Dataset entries
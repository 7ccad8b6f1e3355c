//! Data transfer objects for web requests and responses.

use serde::{Deserialize, Serialize};

use crate::domain::{CtaFocus, TransitPreferences};
use crate::rating::{RankedAddress, RatingFailure, RatingReport, RatingRequest, ResolvedPoi};

/// Request to rank candidate addresses.
#[derive(Debug, Deserialize)]
pub struct RankRequest {
    /// Candidate addresses (2 to 5)
    pub addresses: Vec<String>,

    /// Points of interest, most important first
    #[serde(default)]
    pub pois: Vec<String>,

    /// Preference level per mode; missing modes are "none"
    #[serde(default)]
    pub transit_prefs: TransitPreferences,

    #[serde(default)]
    pub cta_focus: CtaFocus,

    #[serde(default)]
    pub south_side: bool,
}

impl RankRequest {
    pub fn into_rating_request(self) -> RatingRequest {
        RatingRequest::new(self.addresses, self.transit_prefs)
            .with_pois(self.pois)
            .with_cta_focus(self.cta_focus)
            .with_south_side(self.south_side)
    }
}

/// Outcome for one requested address.
#[derive(Debug, Serialize)]
pub struct AddressResult {
    pub address: String,

    /// Score in seconds-equivalent; lower is better
    #[serde(skip_serializing_if = "Option::is_none")]
    pub score: Option<f64>,

    /// 1-indexed position among rated addresses
    #[serde(skip_serializing_if = "Option::is_none")]
    pub rank: Option<usize>,

    /// Why the address could not be rated
    #[serde(skip_serializing_if = "Option::is_none")]
    pub error: Option<String>,
}

/// Response for a ranking request.
#[derive(Debug, Serialize)]
pub struct RankResponse {
    /// One entry per requested address, in request order
    pub results: Vec<AddressResult>,

    /// Rated addresses, best first
    pub ranked: Vec<RankedAddress>,

    /// Points of interest that were used
    pub pois: Vec<ResolvedPoi>,

    /// Points of interest that could not be found
    pub poi_errors: Vec<RatingFailure>,
}

impl RankResponse {
    /// Lay out a report in the order the addresses were requested.
    pub fn from_report(addresses: &[String], report: RatingReport) -> Self {
        let results = addresses
            .iter()
            .map(|address| {
                let ranked = report.ranked.iter().find(|r| &r.address == address);
                let error = report
                    .failures
                    .iter()
                    .find(|f| &f.query == address)
                    .map(|f| f.error.clone());
                AddressResult {
                    address: address.clone(),
                    score: ranked.map(|r| r.score),
                    rank: ranked.map(|r| r.rank),
                    error,
                }
            })
            .collect();

        Self {
            results,
            ranked: report.ranked,
            pois: report.pois,
            poi_errors: report.poi_failures,
        }
    }
}

/// Error response.
#[derive(Debug, Serialize)]
pub struct ErrorResponse {
    pub error: String,
}

#[cfg(test)]
mod tests {
    use super::*;
    use crate::domain::PreferenceLevel;

    #[test]
    fn parse_minimal_request() {
        let json = r#"{
            "addresses": ["5500 S Shore Dr", "5801 S Ellis Ave"],
            "transit_prefs": {"cta": "high", "divvy": "med"}
        }"#;

        let req: RankRequest = serde_json::from_str(json).unwrap();
        assert!(req.pois.is_empty());
        assert_eq!(req.cta_focus, CtaFocus::Neither);
        assert!(!req.south_side);

        let rating = req.into_rating_request();
        assert_eq!(rating.addresses.len(), 2);
        assert_eq!(rating.transit_prefs.cta, PreferenceLevel::High);
        assert_eq!(rating.transit_prefs.bicycling, PreferenceLevel::Medium);
        assert_eq!(rating.transit_prefs.walking, PreferenceLevel::None);
    }

    #[test]
    fn parse_full_request() {
        let json = r#"{
            "addresses": ["a", "b", "c"],
            "pois": ["Regenstein Library"],
            "transit_prefs": {"walking": "low", "driving": "none", "cta": "high",
                              "bicycling": "medium", "shuttles": "high"},
            "cta_focus": "downtown_focus",
            "south_side": true
        }"#;

        let rating = serde_json::from_str::<RankRequest>(json)
            .unwrap()
            .into_rating_request();
        assert_eq!(rating.pois, vec!["Regenstein Library".to_string()]);
        assert_eq!(rating.cta_focus, CtaFocus::Downtown);
        assert!(rating.south_side);
        assert_eq!(rating.transit_prefs.shuttles, PreferenceLevel::High);
    }

    #[test]
    fn response_marks_failures() {
        let report = RatingReport {
            scores: Vec::new(),
            ranked: vec![RankedAddress {
                rank: 1,
                address: "a".to_string(),
                score: 156.0,
            }],
            failures: vec![RatingFailure {
                query: "b".to_string(),
                error: "not found: b".to_string(),
            }],
            pois: Vec::new(),
            poi_failures: Vec::new(),
        };

        let response = RankResponse::from_report(&["b".to_string(), "a".to_string()], report);

        assert_eq!(response.results[0].address, "b");
        assert_eq!(response.results[0].error.as_deref(), Some("not found: b"));
        assert_eq!(response.results[0].rank, None);
        assert_eq!(response.results[1].rank, Some(1));
        assert_eq!(response.results[1].score, Some(156.0));

        let json = serde_json::to_value(&response).unwrap();
        assert!(json["results"][1].get("error").is_none());
    }
}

What you have to do: The word "pois" may occur in lines of the data above; say how many lines hold it, giving only the number.

Task solution: 8